## Task requirements
Your task is to filter the data below down to the lines holding "name".

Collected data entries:
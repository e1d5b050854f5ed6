use std::fs::File;
use std::io::{self, Write};
use std::path::{Path, PathBuf};
use std::process::{Child, ChildStdin, Command, ExitStatus, Stdio};
use std::sync::atomic::{AtomicBool, Ordering};
use std::sync::{mpsc, Arc, Mutex, MutexGuard};
use std::thread;
use std::time::{Duration, Instant};

use super::{create_exclusive, ChunkSink};
use crate::error::WriteError;

const POLL_MIN: Duration = Duration::from_millis(1);
const POLL_MAX: Duration = Duration::from_millis(50);

/// Streams into an external compressor whose stdout is the destination
/// file.
///
/// The timeout covers the whole sink lifetime, starting at spawn. Once it
/// passes, the compressor is killed: a write blocked on a full pipe then
/// fails with `BrokenPipe`, and [`ChunkSink::abort`] reports it as
/// [`WriteError::CompressorTimeout`].
pub struct ProcessSink {
    executable: String,
    path: PathBuf,
    output: File,
    child: Arc<Mutex<Child>>,
    stdin: Option<ChildStdin>,
    timeout: Duration,
    deadline: Option<Instant>,
    watchdog: Option<Watchdog>,
    reaped: bool,
}

impl ProcessSink {
    /// The destination is claimed before the child starts, so a collision
    /// never spawns a process.
    pub fn spawn(executable: &str, path: &Path, timeout: Duration) -> Result<Self, WriteError> {
        Self::spawn_command(Command::new(executable), path, timeout)
    }

    fn spawn_command(
        mut command: Command,
        path: &Path,
        timeout: Duration,
    ) -> Result<Self, WriteError> {
        let executable = command.get_program().to_string_lossy().into_owned();
        let output = create_exclusive(path, false)?;
        let stdout = output.try_clone()?;
        let deadline = deadline_after(timeout);
        let spawned = command
            .stdin(Stdio::piped())
            .stdout(Stdio::from(stdout))
            .stderr(Stdio::inherit())
            .spawn();
        let mut child = match spawned {
            Ok(child) => child,
            Err(source) => {
                // Nothing was written; release the claimed name.
                let _ = std::fs::remove_file(path);
                return Err(WriteError::Spawn { executable, source });
            }
        };
        let stdin = child.stdin.take();
        let pid = child.id();
        let child = Arc::new(Mutex::new(child));

        let watchdog = match Watchdog::start(Arc::clone(&child), timeout) {
            Ok(watchdog) => watchdog,
            Err(err) => {
                drop(stdin);
                let mut child = lock(&child);
                let _ = child.kill();
                let _ = child.wait();
                let _ = std::fs::remove_file(path);
                return Err(WriteError::Io(err));
            }
        };
        log::debug!("spawned {} (pid {}) for {}", executable, pid, path.display());

        Ok(Self {
            executable,
            path: path.to_path_buf(),
            output,
            child,
            stdin,
            timeout,
            deadline,
            watchdog: Some(watchdog),
            reaped: false,
        })
    }

    fn stdin(&mut self) -> io::Result<&mut ChildStdin> {
        self.stdin
            .as_mut()
            .ok_or_else(|| io::Error::new(io::ErrorKind::BrokenPipe, "compressor stdin closed"))
    }

    /// Stops the watchdog; true if it already killed the child.
    fn stop_watchdog(&mut self) -> bool {
        self.watchdog.take().map(Watchdog::stop).unwrap_or(false)
    }

    fn timed_out(&self) -> WriteError {
        WriteError::CompressorTimeout {
            executable: self.executable.clone(),
            timeout_secs: self.timeout.as_secs(),
        }
    }
}

impl Write for ProcessSink {
    fn write(&mut self, buf: &[u8]) -> io::Result<usize> {
        self.stdin()?.write(buf)
    }

    fn write_all(&mut self, buf: &[u8]) -> io::Result<()> {
        self.stdin()?.write_all(buf)
    }

    fn flush(&mut self) -> io::Result<()> {
        self.stdin()?.flush()
    }
}

impl ChunkSink for ProcessSink {
    fn finish(mut self: Box<Self>) -> Result<(), WriteError> {
        // EOF on stdin lets the compressor drain and exit.
        drop(self.stdin.take());
        let child = Arc::clone(&self.child);
        let waited = wait_until(self.deadline, || lock(&child).try_wait());
        let killed = self.stop_watchdog();

        let status = match waited? {
            Some(status) => status,
            None => {
                let mut child = lock(&self.child);
                let _ = child.kill();
                let _ = child.wait();
                drop(child);
                self.reaped = true;
                return Err(self.timed_out());
            }
        };
        self.reaped = true;
        if !status.success() {
            if killed {
                return Err(self.timed_out());
            }
            return Err(WriteError::CompressorFailed {
                executable: self.executable.clone(),
                status: status.to_string(),
            });
        }

        self.output.sync_all()?;
        Ok(())
    }

    fn abort(mut self: Box<Self>, err: io::Error) -> WriteError {
        drop(self.stdin.take());
        if self.stop_watchdog() {
            return self.timed_out();
        }
        WriteError::Io(err)
    }

    fn describe(&self) -> String {
        format!("{} into {}", self.executable, self.path.display())
    }
}

impl Drop for ProcessSink {
    fn drop(&mut self) {
        drop(self.stdin.take());
        self.stop_watchdog();
        if !self.reaped {
            // Abandoned mid-stream: do not leave the compressor behind.
            let mut child = lock(&self.child);
            let _ = child.kill();
            let _ = child.wait();
            log::debug!("reaped abandoned {} for {}", self.executable, self.path.display());
        }
    }
}

/// Kills the compressor when its sink outlives the timeout.
struct Watchdog {
    stop_tx: mpsc::Sender<()>,
    handle: thread::JoinHandle<()>,
    fired: Arc<AtomicBool>,
}

impl Watchdog {
    fn start(child: Arc<Mutex<Child>>, timeout: Duration) -> io::Result<Self> {
        let (stop_tx, stop_rx) = mpsc::channel::<()>();
        let fired = Arc::new(AtomicBool::new(false));
        let flag = Arc::clone(&fired);

        let handle = thread::Builder::new()
            .name("compressor-watchdog".to_string())
            .spawn(move || {
                if let Err(mpsc::RecvTimeoutError::Timeout) = stop_rx.recv_timeout(timeout) {
                    flag.store(true, Ordering::Release);
                    let _ = lock(&child).kill();
                }
            })?;

        Ok(Self {
            stop_tx,
            handle,
            fired,
        })
    }

    fn stop(self) -> bool {
        let _ = self.stop_tx.send(());
        let _ = self.handle.join();
        self.fired.load(Ordering::Acquire)
    }
}

fn lock(child: &Mutex<Child>) -> MutexGuard<'_, Child> {
    child.lock().unwrap_or_else(|poisoned| poisoned.into_inner())
}

/// `None` when the timeout is too large to represent.
pub(crate) fn deadline_after(timeout: Duration) -> Option<Instant> {
    Instant::now().checked_add(timeout)
}

/// Polls `try_wait` with backoff until the process exits or the deadline
/// passes (`Ok(None)`).
pub(crate) fn wait_until(
    deadline: Option<Instant>,
    mut try_wait: impl FnMut() -> io::Result<Option<ExitStatus>>,
) -> io::Result<Option<ExitStatus>> {
    let mut backoff = POLL_MIN;
    loop {
        if let Some(status) = try_wait()? {
            return Ok(Some(status));
        }
        let pause = match deadline {
            Some(deadline) => {
                let now = Instant::now();
                if now >= deadline {
                    return Ok(None);
                }
                backoff.min(deadline - now)
            }
            None => backoff,
        };
        thread::sleep(pause);
        backoff = (backoff * 2).min(POLL_MAX);
    }
}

## Answer to this exercise
                // Nothing was written; release the claimed name.
            .name("compressor-watchdog".to_string())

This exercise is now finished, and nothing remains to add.